+++ DATASET RECORDS
//! Property-based tests for set algebra laws.
//!
//! These tests verify that the collection-level operations satisfy the
//! mathematical properties expected of set union, intersection, difference
//! and symmetric difference.

use proptest::prelude::*;
use setalgebra::Set;
use setalgebra::algebra::{
    Intersection, SymmetricDifference, Union, deduplicate_preserving_order, difference,
    has_duplicates, intersection, intersection_all, is_disjoint, is_subset, is_superset,
    symmetric_difference, symmetric_difference_all, union, union_all, unique_across_collections,
};
use setalgebra::typeclass::{Monoid, Semigroup};

/// Small element domain so that generated collections overlap often.
fn collection() -> impl Strategy<Value = Vec<i32>> {
    prop::collection::vec(0..20_i32, 0..30)
}

fn collections() -> impl Strategy<Value = Vec<Vec<i32>>> {
    prop::collection::vec(collection(), 0..6)
}

// =============================================================================
// Union Commutativity Law
// Description: A ∪ B = B ∪ A
// =============================================================================

proptest! {
    #[test]
    fn prop_union_commutativity_law(a in collection(), b in collection()) {
        prop_assert_eq!(union(a.clone(), b.clone()), union(b, a));
    }
}

// =============================================================================
// Union Associativity Law
// Description: (A ∪ B) ∪ C = A ∪ (B ∪ C)
// =============================================================================

proptest! {
    #[test]
    fn prop_union_associativity_law(a in collection(), b in collection(), c in collection()) {
        let left = union(union(a.clone(), b.clone()), c.clone());
        let right = union(a, union(b, c));
        prop_assert_eq!(left, right);
    }
}

// =============================================================================
// Intersection Commutativity Law
// Description: A ∩ B = B ∩ A
// =============================================================================

proptest! {
    #[test]
    fn prop_intersection_commutativity_law(a in collection(), b in collection()) {
        prop_assert_eq!(intersection(a.clone(), b.clone()), intersection(b, a));
    }
}

// =============================================================================
// Intersection Associativity Law
// Description: (A ∩ B) ∩ C = A ∩ (B ∩ C)
// =============================================================================

proptest! {
    #[test]
    fn prop_intersection_associativity_law(
        a in collection(),
        b in collection(),
        c in collection()
    ) {
        let left = intersection(intersection(a.clone(), b.clone()), c.clone());
        let right = intersection(a, intersection(b, c));
        prop_assert_eq!(left, right);
    }
}

// =============================================================================
// Idempotence Laws
// Description: A ∪ A = Set(A) and A ∩ A = Set(A)
// =============================================================================

proptest! {
    #[test]
    fn prop_idempotence_law(a in collection()) {
        let expected: Set<i32> = a.iter().copied().collect();
        prop_assert_eq!(union(a.clone(), a.clone()), expected.clone());
        prop_assert_eq!(intersection(a.clone(), a), expected);
    }
}

// =============================================================================
// Symmetric Difference Law
// Description: A △ B = (A ∪ B) - (A ∩ B)
// =============================================================================

proptest! {
    #[test]
    fn prop_symmetric_difference_law(a in collection(), b in collection()) {
        let expected = difference(
            union(a.clone(), b.clone()),
            intersection(a.clone(), b.clone()),
        );
        prop_assert_eq!(symmetric_difference(a, b), expected);
    }
}

// =============================================================================
// Symmetric Difference Parity Law
// Description: the N-ary fold keeps elements found in an odd number of inputs
// =============================================================================

proptest! {
    #[test]
    fn prop_symmetric_difference_all_parity_law(lists in collections()) {
        let result = symmetric_difference_all(lists.clone());
        for element in 0..20 {
            let occurrences = lists.iter().filter(|list| list.contains(&element)).count();
            prop_assert_eq!(result.contains(&element), occurrences % 2 == 1);
        }
    }
}

// =============================================================================
// Symmetric Difference Fold Order Law
// Description: reversing the inputs does not change the folded result
// =============================================================================

proptest! {
    #[test]
    fn prop_symmetric_difference_all_order_law(lists in collections()) {
        let mut reversed = lists.clone();
        reversed.reverse();
        prop_assert_eq!(symmetric_difference_all(lists), symmetric_difference_all(reversed));
    }
}

// =============================================================================
// Disjointness Law
// Description: is_disjoint(A, B) iff A ∩ B is empty
// =============================================================================

proptest! {
    #[test]
    fn prop_disjoint_iff_empty_intersection_law(a in collection(), b in collection()) {
        prop_assert_eq!(is_disjoint(a.clone(), b.clone()), intersection(a, b).is_empty());
    }
}

// =============================================================================
// Subset/Superset Duality Law
// Description: A ⊆ B iff B ⊇ A, and A ⊆ A ∪ B
// =============================================================================

proptest! {
    #[test]
    fn prop_subset_superset_duality_law(a in collection(), b in collection()) {
        prop_assert_eq!(is_subset(a.clone(), b.clone()), is_superset(b.clone(), a.clone()));
        prop_assert!(is_subset(a.clone(), union(a, b)));
    }
}

// =============================================================================
// Difference Law
// Description: A - B is disjoint from B and a subset of A
// =============================================================================

proptest! {
    #[test]
    fn prop_difference_law(a in collection(), b in collection()) {
        let result = difference(a.clone(), b.clone());
        prop_assert!(is_disjoint(result.clone(), b));
        prop_assert!(is_subset(result, a));
    }
}

// =============================================================================
// Unique Across Collections Law
// Description: unique(Cs) = union(Cs) - intersection(Cs)
// =============================================================================

proptest! {
    #[test]
    fn prop_unique_across_collections_law(lists in collections()) {
        let expected = difference(union_all(lists.clone()), intersection_all(lists.clone()));
        prop_assert_eq!(unique_across_collections(lists), expected);
    }
}

// =============================================================================
// Deduplication Law
// Description: the result has no repeats and is the first-occurrence
// subsequence of the input
// =============================================================================

proptest! {
    #[test]
    fn prop_deduplicate_preserving_order_law(a in collection()) {
        let result = deduplicate_preserving_order(a.clone());

        prop_assert!(!has_duplicates(result.clone()));

        let mut first_positions: Vec<usize> = result
            .iter()
            .map(|element| a.iter().position(|candidate| candidate == element).unwrap())
            .collect();
        let sorted = {
            let mut sorted = first_positions.clone();
            sorted.sort_unstable();
            sorted
        };
        prop_assert_eq!(&first_positions, &sorted);
        first_positions.dedup();
        prop_assert_eq!(first_positions.len(), result.len());
        prop_assert_eq!(result.len(), a.iter().collect::<Set<_>>().len());
    }
}

// =============================================================================
// Has Duplicates Law
// Description: has_duplicates(A) iff |Set(A)| < |A|
// =============================================================================

proptest! {
    #[test]
    fn prop_has_duplicates_law(a in collection()) {
        let distinct: Set<i32> = a.iter().copied().collect();
        prop_assert_eq!(has_duplicates(a.clone()), distinct.len() < a.len());
    }
}

// =============================================================================
// Monoid Laws
// Description: the empty set is a two-sided identity for Union and
// SymmetricDifference, and Intersection is associative
// =============================================================================

proptest! {
    #[test]
    fn prop_union_monoid_identity_law(a in collection()) {
        let value = Union::from_collection(a);
        prop_assert_eq!(Union::empty().combine(value.clone()), value.clone());
        prop_assert_eq!(value.clone().combine(Union::empty()), value);
    }

    #[test]
    fn prop_symmetric_difference_monoid_identity_law(a in collection()) {
        let value = SymmetricDifference::from_collection(a);
        prop_assert_eq!(SymmetricDifference::empty().combine(value.clone()), value.clone());
        prop_assert_eq!(value.clone().combine(SymmetricDifference::empty()), value);
    }

    #[test]
    fn prop_symmetric_difference_self_inverse_law(a in collection()) {
        let value = SymmetricDifference::from_collection(a);
        prop_assert!(value.clone().combine(value).as_inner().is_empty());
    }

    #[test]
    fn prop_intersection_semigroup_associativity_law(
        a in collection(),
        b in collection(),
        c in collection()
    ) {
        let (a, b, c) = (
            Intersection::from_collection(a),
            Intersection::from_collection(b),
            Intersection::from_collection(c),
        );
        let left = a.clone().combine(b.clone()).combine(c.clone());
        let right = a.combine(b.combine(c));
        prop_assert_eq!(left, right);
    }
}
++++++
=== WORK REQUEST ===
So that nothing is lost, please reproduce each entry exactly as written.

=== COMPLETED EXERCISE ===
//! Property-based tests for set algebra laws.
//!
//! These tests verify that the collection-level operations satisfy the
//! mathematical properties expected of set union, intersection, difference
//! and symmetric difference.

use proptest::prelude::*;
use setalgebra::Set;
use setalgebra::algebra::{
    Intersection, SymmetricDifference, Union, deduplicate_preserving_order, difference,
    has_duplicates, intersection, intersection_all, is_disjoint, is_subset, is_superset,
    symmetric_difference, symmetric_difference_all, union, union_all, unique_across_collections,
};
use setalgebra::typeclass::{Monoid, Semigroup};

/// Small element domain so that generated collections overlap often.
fn collection() -> impl Strategy<Value = Vec<i32>> {
    prop::collection::vec(0..20_i32, 0..30)
}

fn collections() -> impl Strategy<Value = Vec<Vec<i32>>> {
    prop::collection::vec(collection(), 0..6)
}

// =============================================================================
// Union Commutativity Law
// Description: A ∪ B = B ∪ A
// =============================================================================

proptest! {
    #[test]
    fn prop_union_commutativity_law(a in collection(), b in collection()) {
        prop_assert_eq!(union(a.clone(), b.clone()), union(b, a));
    }
}

// =============================================================================
// Union Associativity Law
// Description: (A ∪ B) ∪ C = A ∪ (B ∪ C)
// =============================================================================

proptest! {
    #[test]
    fn prop_union_associativity_law(a in collection(), b in collection(), c in collection()) {
        let left = union(union(a.clone(), b.clone()), c.clone());
        let right = union(a, union(b, c));
        prop_assert_eq!(left, right);
    }
}

// =============================================================================
// Intersection Commutativity Law
// Description: A ∩ B = B ∩ A
// =============================================================================

proptest! {
    #[test]
    fn prop_intersection_commutativity_law(a in collection(), b in collection()) {
        prop_assert_eq!(intersection(a.clone(), b.clone()), intersection(b, a));
    }
}

// =============================================================================
// Intersection Associativity Law
// Description: (A ∩ B) ∩ C = A ∩ (B ∩ C)
// =============================================================================

proptest! {
    #[test]
    fn prop_intersection_associativity_law(
        a in collection(),
        b in collection(),
        c in collection()
    ) {
        let left = intersection(intersection(a.clone(), b.clone()), c.clone());
        let right = intersection(a, intersection(b, c));
        prop_assert_eq!(left, right);
    }
}

// =============================================================================
// Idempotence Laws
// Description: A ∪ A = Set(A) and A ∩ A = Set(A)
// =============================================================================

proptest! {
    #[test]
    fn prop_idempotence_law(a in collection()) {
        let expected: Set<i32> = a.iter().copied().collect();
        prop_assert_eq!(union(a.clone(), a.clone()), expected.clone());
        prop_assert_eq!(intersection(a.clone(), a), expected);
    }
}

// =============================================================================
// Symmetric Difference Law
// Description: A △ B = (A ∪ B) - (A ∩ B)
// =============================================================================

proptest! {
    #[test]
    fn prop_symmetric_difference_law(a in collection(), b in collection()) {
        let expected = difference(
            union(a.clone(), b.clone()),
            intersection(a.clone(), b.clone()),
        );
        prop_assert_eq!(symmetric_difference(a, b), expected);
    }
}

// =============================================================================
// Symmetric Difference Parity Law
// Description: the N-ary fold keeps elements found in an odd number of inputs
// =============================================================================

proptest! {
    #[test]
    fn prop_symmetric_difference_all_parity_law(lists in collections()) {
        let result = symmetric_difference_all(lists.clone());
        for element in 0..20 {
            let occurrences = lists.iter().filter(|list| list.contains(&element)).count();
            prop_assert_eq!(result.contains(&element), occurrences % 2 == 1);
        }
    }
}

// =============================================================================
// Symmetric Difference Fold Order Law
// Description: reversing the inputs does not change the folded result
// =============================================================================

proptest! {
    #[test]
    fn prop_symmetric_difference_all_order_law(lists in collections()) {
        let mut reversed = lists.clone();
        reversed.reverse();
        prop_assert_eq!(symmetric_difference_all(lists), symmetric_difference_all(reversed));
    }
}

// =============================================================================
// Disjointness Law
// Description: is_disjoint(A, B) iff A ∩ B is empty
// =============================================================================

proptest! {
    #[test]
    fn prop_disjoint_iff_empty_intersection_law(a in collection(), b in collection()) {
        prop_assert_eq!(is_disjoint(a.clone(), b.clone()), intersection(a, b).is_empty());
    }
}

// =============================================================================
// Subset/Superset Duality Law
// Description: A ⊆ B iff B ⊇ A, and A ⊆ A ∪ B
// =============================================================================

proptest! {
    #[test]
    fn prop_subset_superset_duality_law(a in collection(), b in collection()) {
        prop_assert_eq!(is_subset(a.clone(), b.clone()), is_superset(b.clone(), a.clone()));
        prop_assert!(is_subset(a.clone(), union(a, b)));
    }
}

// =============================================================================
// Difference Law
// Description: A - B is disjoint from B and a subset of A
// =============================================================================

proptest! {
    #[test]
    fn prop_difference_law(a in collection(), b in collection()) {
        let result = difference(a.clone(), b.clone());
        prop_assert!(is_disjoint(result.clone(), b));
        prop_assert!(is_subset(result, a));
    }
}

// =============================================================================
// Unique Across Collections Law
// Description: unique(Cs) = union(Cs) - intersection(Cs)
// =============================================================================

proptest! {
    #[test]
    fn prop_unique_across_collections_law(lists in collections()) {
        let expected = difference(union_all(lists.clone()), intersection_all(lists.clone()));
        prop_assert_eq!(unique_across_collections(lists), expected);
    }
}

// =============================================================================
// Deduplication Law
// Description: the result has no repeats and is the first-occurrence
// subsequence of the input
// =============================================================================

proptest! {
    #[test]
    fn prop_deduplicate_preserving_order_law(a in collection()) {
        let result = deduplicate_preserving_order(a.clone());

        prop_assert!(!has_duplicates(result.clone()));

        let mut first_positions: Vec<usize> = result
            .iter()
            .map(|element| a.iter().position(|candidate| candidate == element).unwrap())
            .collect();
        let sorted = {
            let mut sorted = first_positions.clone();
            sorted.sort_unstable();
            sorted
        };
        prop_assert_eq!(&first_positions, &sorted);
        first_positions.dedup();
        prop_assert_eq!(first_positions.len(), result.len());
        prop_assert_eq!(result.len(), a.iter().collect::<Set<_>>().len());
    }
}

// =============================================================================
// Has Duplicates Law
// Description: has_duplicates(A) iff |Set(A)| < |A|
// =============================================================================

proptest! {
    #[test]
    fn prop_has_duplicates_law(a in collection()) {
        let distinct: Set<i32> = a.iter().copied().collect();
        prop_assert_eq!(has_duplicates(a.clone()), distinct.len() < a.len());
    }
}

// =============================================================================
// Monoid Laws
// Description: the empty set is a two-sided identity for Union and
// SymmetricDifference, and Intersection is associative
// =============================================================================

proptest! {
    #[test]
    fn prop_union_monoid_identity_law(a in collection()) {
        let value = Union::from_collection(a);
        prop_assert_eq!(Union::empty().combine(value.clone()), value.clone());
        prop_assert_eq!(value.clone().combine(Union::empty()), value);
    }

    #[test]
    fn prop_symmetric_difference_monoid_identity_law(a in collection()) {
        let value = SymmetricDifference::from_collection(a);
        prop_assert_eq!(SymmetricDifference::empty().combine(value.clone()), value.clone());
        prop_assert_eq!(value.clone().combine(SymmetricDifference::empty()), value);
    }

    #[test]
    fn prop_symmetric_difference_self_inverse_law(a in collection()) {
        let value = SymmetricDifference::from_collection(a);
        prop_assert!(value.clone().combine(value).as_inner().is_empty());
    }

    #[test]
    fn prop_intersection_semigroup_associativity_law(
        a in collection(),
        b in collection(),
        c in collection()
    ) {
        let (a, b, c) = (
            Intersection::from_collection(a),
            Intersection::from_collection(b),
            Intersection::from_collection(c),
        );
        let left = a.clone().combine(b.clone()).combine(c.clone());
        let right = a.combine(b.combine(c));
        prop_assert_eq!(left, right);
    }
}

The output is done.